- Opening Delimiter -

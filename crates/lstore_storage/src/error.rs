//! Error types for storage operations.

use std::io;
use std::path::PathBuf;
use thiserror::Error;

/// Result type for storage operations.
pub type StorageResult<T> = Result<T, StorageError>;

/// Errors that can occur during storage operations.
#[derive(Debug, Error)]
pub enum StorageError {
    /// An I/O error occurred.
    #[error("I/O error: {0}")]
    Io(#[from] io::Error),

    /// The path does not exist.
    #[error("no such file or directory: {}", path.display())]
    NotFound {
        /// The missing path.
        path: PathBuf,
    },

    /// The path exists but is not a directory.
    #[error("not a directory: {}", path.display())]
    NotADirectory {
        /// The offending path.
        path: PathBuf,
    },

    /// A file was to be created where one already exists.
    #[error("file already exists: {}", path.display())]
    AlreadyExists {
        /// The existing path.
        path: PathBuf,
    },

    /// Attempted to read beyond the end of a file.
    #[error("read beyond end of file: offset {offset}, len {len}, size {size}")]
    ReadPastEnd {
        /// The requested read offset.
        offset: u64,
        /// The requested read length.
        len: usize,
        /// The current file size.
        size: u64,
    },
}

impl StorageError {
    /// Creates a not-found error.
    pub fn not_found(path: impl Into<PathBuf>) -> Self {
        Self::NotFound { path: path.into() }
    }

    /// Maps an I/O error on `path`, keeping not-found and already-exists distinct.
    pub(crate) fn from_io(path: &std::path::Path, err: io::Error) -> Self {
        match err.kind() {
            io::ErrorKind::NotFound => Self::not_found(path),
            io::ErrorKind::AlreadyExists => Self::AlreadyExists {
                path: path.to_path_buf(),
            },
            _ => Self::Io(err),
        }
    }
}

- Closing Delimiter -

Exercise requirements. Those lines from the one with "requested read length." through the last line of the material above are to be retyped exactly, with nothing else.

Worked solution.
        /// The requested read length.
        len: usize,
        /// The current file size.
        size: u64,
    },
}

impl StorageError {
    /// Creates a not-found error.
    pub fn not_found(path: impl Into<PathBuf>) -> Self {
        Self::NotFound { path: path.into() }
    }

    /// Maps an I/O error on `path`, keeping not-found and already-exists distinct.
    pub(crate) fn from_io(path: &std::path::Path, err: io::Error) -> Self {
        match err.kind() {
            io::ErrorKind::NotFound => Self::not_found(path),
            io::ErrorKind::AlreadyExists => Self::AlreadyExists {
                path: path.to_path_buf(),
            },
            _ => Self::Io(err),
        }
    }
}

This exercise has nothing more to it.